__Your instructions__
For the records below, print every one exactly, with nothing dropped.

__Records shown__
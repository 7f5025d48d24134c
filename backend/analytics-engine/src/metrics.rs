use lazy_static::lazy_static;
use prometheus::{
    register_histogram_vec, register_int_counter_vec, Encoder, HistogramVec, IntCounterVec,
    TextEncoder,
};

lazy_static! {
    pub static ref ANALYTICS_REQUESTS_TOTAL: IntCounterVec = register_int_counter_vec!(
        "analytics_requests_total",
        "Total number of analytics entry point calls",
        &["assembler", "outcome"]
    )
    .unwrap();

    pub static ref ANALYTICS_FETCH_DURATION_SECONDS: HistogramVec = register_histogram_vec!(
        "analytics_fetch_duration_seconds",
        "Data source fetch duration in seconds",
        &["assembler"],
        vec![0.005, 0.01, 0.025, 0.05, 0.1, 0.25, 0.5, 1.0, 2.5, 5.0, 10.0]
    )
    .unwrap();
}

/// Renders all metrics in Prometheus text format
pub fn render_metrics() -> Result<String, prometheus::Error> {
    let encoder = TextEncoder::new();
    let metric_families = prometheus::gather();
    let mut buffer = Vec::new();
    encoder.encode(&metric_families, &mut buffer)?;
    String::from_utf8(buffer)
        .map_err(|e| prometheus::Error::Msg(format!("Failed to convert metrics to UTF-8: {}", e)))
}

/// Helper: time a data source fetch for one assembler
pub async fn track_fetch<F, T>(assembler: &str, future: F) -> T
where
    F: std::future::Future<Output = T>,
{
    let start = std::time::Instant::now();
    let result = future.await;

    ANALYTICS_FETCH_DURATION_SECONDS
        .with_label_values(&[assembler])
        .observe(start.elapsed().as_secs_f64());

    result
}

/// Record how an entry point call ended
pub fn record_outcome(assembler: &str, outcome: &str) {
    ANALYTICS_REQUESTS_TOTAL
        .with_label_values(&[assembler, outcome])
        .inc();
}

#[cfg(test)]
mod tests {
    use super::*;

    #[test]
    fn test_render_metrics() {
        record_outcome("content_scope", "success");

        let result = render_metrics();
        assert!(result.is_ok());
        let output = result.unwrap();
        assert!(output.contains("analytics_requests_total"));
    }

    #[tokio::test]
    async fn test_track_fetch_passes_result_through() {
        let value = track_fetch("comprehensive", async { 42 }).await;
        assert_eq!(value, 42);

        let output = render_metrics().unwrap();
        assert!(output.contains("analytics_fetch_duration_seconds"));
    }
}
//! Pure pipelines from raw rows to dashboard-ready statistics. None of these
//! call one another.

use crate::{
    models::{
        analytics::ContentAnalytics,
        student::{RawComprehensiveAnalytics, StudentComprehensiveAnalytics},
        ContentBundle,
    },
    services::breakdown::{student_breakdowns, test_breakdowns},
    utils::rollup::{average, ratio_percent},
};

/// Rolls one content scope's bundle into counts, pooled averages and rankings.
///
/// `average_score` and `average_flashcard_accuracy` pool every raw row before
/// dividing once; they are not averages of the per-student figures.
pub fn assemble_content_analytics(bundle: ContentBundle) -> ContentAnalytics {
    let ContentBundle {
        students,
        tests,
        test_attempts,
        sessions,
        activity_log,
    } = bundle;

    let average_score = average(test_attempts.iter().map(|attempt| attempt.score));
    let (correct, answered) = sessions.iter().fold((0i64, 0i64), |(correct, answered), s| {
        (correct + s.correct_answers, answered + s.answered())
    });

    let mut student_rows = student_breakdowns(&students, &test_attempts, &sessions);
    let mut test_rows = test_breakdowns(&tests, &test_attempts);

    // sort_by is stable: ties keep the data source's row order
    student_rows.sort_by(|a, b| b.ranking_score().cmp(&a.ranking_score()));
    test_rows.sort_by(|a, b| b.average.cmp(&a.average));

    ContentAnalytics {
        student_count: students.len(),
        test_count: tests.len(),
        average_score,
        flashcard_session_count: sessions.len(),
        average_flashcard_accuracy: ratio_percent(correct, answered),
        students: student_rows,
        tests: test_rows,
        flashcard_sessions: sessions,
        activity_log,
    }
}

pub fn assemble_comprehensive_analytics(
    raw: RawComprehensiveAnalytics,
) -> StudentComprehensiveAnalytics {
    StudentComprehensiveAnalytics {
        overall_progress: raw.overall_progress,
        test_average: raw.test_average,
        flashcard_accuracy: raw.flashcard_accuracy,
        study_days: raw.study_days,
        total_sessions: raw.total_sessions,
        strengths: raw.strengths.unwrap_or_default(),
        weaknesses: raw.weaknesses.unwrap_or_default(),
        recent_activity: raw.recent_activity.unwrap_or_default(),
    }
}
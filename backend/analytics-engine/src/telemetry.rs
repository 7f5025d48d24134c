use tracing_subscriber::{layer::SubscriberExt, util::SubscriberInitExt, EnvFilter};

/// Installs the global subscriber: `RUST_LOG` if set, otherwise
/// `default_filter`. Returns `false` when a subscriber was already installed.
pub fn init_tracing(default_filter: &str) -> bool {
    tracing_subscriber::registry()
        .with(EnvFilter::try_from_default_env().unwrap_or_else(|_| default_filter.into()))
        .with(tracing_subscriber::fmt::layer())
        .try_init()
        .is_ok()
}

#[cfg(test)]
mod tests {
    use super::*;

    #[test]
    fn second_install_is_harmless() {
        init_tracing("learning_analytics=debug");
        assert!(!init_tracing("learning_analytics=debug"));
    }
}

__Finished task__
repository 7f5025d48d24134c
filename backend/analytics-engine/src/metrics.rs
use lazy_static::lazy_static;
use prometheus::{
    register_histogram_vec, register_int_counter_vec, Encoder, HistogramVec, IntCounterVec,
    TextEncoder,
};

lazy_static! {
    pub static ref ANALYTICS_REQUESTS_TOTAL: IntCounterVec = register_int_counter_vec!(
        "analytics_requests_total",
        "Total number of analytics entry point calls",
        &["assembler", "outcome"]
    )
    .unwrap();

    pub static ref ANALYTICS_FETCH_DURATION_SECONDS: HistogramVec = register_histogram_vec!(
        "analytics_fetch_duration_seconds",
        "Data source fetch duration in seconds",
        &["assembler"],
        vec![0.005, 0.01, 0.025, 0.05, 0.1, 0.25, 0.5, 1.0, 2.5, 5.0, 10.0]
    )
    .unwrap();
}

/// Renders all metrics in Prometheus text format
pub fn render_metrics() -> Result<String, prometheus::Error> {
    let encoder = TextEncoder::new();
    let metric_families = prometheus::gather();
    let mut buffer = Vec::new();
    encoder.encode(&metric_families, &mut buffer)?;
    String::from_utf8(buffer)
        .map_err(|e| prometheus::Error::Msg(format!("Failed to convert metrics to UTF-8: {}", e)))
}

/// Helper: time a data source fetch for one assembler
pub async fn track_fetch<F, T>(assembler: &str, future: F) -> T
where
    F: std::future::Future<Output = T>,
{
    let start = std::time::Instant::now();
    let result = future.await;

    ANALYTICS_FETCH_DURATION_SECONDS
        .with_label_values(&[assembler])
        .observe(start.elapsed().as_secs_f64());

    result
}

/// Record how an entry point call ended
pub fn record_outcome(assembler: &str, outcome: &str) {
    ANALYTICS_REQUESTS_TOTAL
        .with_label_values(&[assembler, outcome])
        .inc();
}

#[cfg(test)]
mod tests {
    use super::*;

    #[test]
    fn test_render_metrics() {
        record_outcome("content_scope", "success");

        let result = render_metrics();
        assert!(result.is_ok());
        let output = result.unwrap();
        assert!(output.contains("analytics_requests_total"));
    }

    #[tokio::test]
    async fn test_track_fetch_passes_result_through() {
        let value = track_fetch("comprehensive", async { 42 }).await;
        assert_eq!(value, 42);

        let output = render_metrics().unwrap();
        assert!(output.contains("analytics_fetch_duration_seconds"));
    }
}
//! Pure pipelines from raw rows to dashboard-ready statistics. None of these
//! call one another.

use crate::{
    models::{
        analytics::ContentAnalytics,
        student::{RawComprehensiveAnalytics, StudentComprehensiveAnalytics},
        ContentBundle,
    },
    services::breakdown::{student_breakdowns, test_breakdowns},
    utils::rollup::{average, ratio_percent},
};

/// Rolls one content scope's bundle into counts, pooled averages and rankings.
///
/// `average_score` and `average_flashcard_accuracy` pool every raw row before
/// dividing once; they are not averages of the per-student figures.
pub fn assemble_content_analytics(bundle: ContentBundle) -> ContentAnalytics {
    let ContentBundle {
        students,
        tests,
        test_attempts,
        sessions,
        activity_log,
    } = bundle;

    let average_score = average(test_attempts.iter().map(|attempt| attempt.score));
    let (correct, answered) = sessions.iter().fold((0i64, 0i64), |(correct, answered), s| {
        (correct + s.correct_answers, answered + s.answered())
    });

    let mut student_rows = student_breakdowns(&students, &test_attempts, &sessions);
    let mut test_rows = test_breakdowns(&tests, &test_attempts);

    // sort_by is stable: ties keep the data source's row order
    student_rows.sort_by(|a, b| b.ranking_score().cmp(&a.ranking_score()));
    test_rows.sort_by(|a, b| b.average.cmp(&a.average));

    ContentAnalytics {
        student_count: students.len(),
        test_count: tests.len(),
        average_score,
        flashcard_session_count: sessions.len(),
        average_flashcard_accuracy: ratio_percent(correct, answered),
        students: student_rows,
        tests: test_rows,
        flashcard_sessions: sessions,
        activity_log,
    }
}

pub fn assemble_comprehensive_analytics(
    raw: RawComprehensiveAnalytics,
) -> StudentComprehensiveAnalytics {
    StudentComprehensiveAnalytics {
        overall_progress: raw.overall_progress,
        test_average: raw.test_average,
        flashcard_accuracy: raw.flashcard_accuracy,
        study_days: raw.study_days,
        total_sessions: raw.total_sessions,
        strengths: raw.strengths.unwrap_or_default(),
        weaknesses: raw.weaknesses.unwrap_or_default(),
        recent_activity: raw.recent_activity.unwrap_or_default(),
    }
}
filename backend/analytics-engine/src/telemetry.rs
repository 7f5025d48d24134c
use tracing_subscriber::{layer::SubscriberExt, util::SubscriberInitExt, EnvFilter};

/// Installs the global subscriber: `RUST_LOG` if set, otherwise
/// `default_filter`. Returns `false` when a subscriber was already installed.
pub fn init_tracing(default_filter: &str) -> bool {
    tracing_subscriber::registry()
        .with(EnvFilter::try_from_default_env().unwrap_or_else(|_| default_filter.into()))
        .with(tracing_subscriber::fmt::layer())
        .try_init()
        .is_ok()
}

#[cfg(test)]
mod tests {
    use super::*;

    #[test]
    fn second_install_is_harmless() {
        init_tracing("learning_analytics=debug");
        assert!(!init_tracing("learning_analytics=debug"));
    }
}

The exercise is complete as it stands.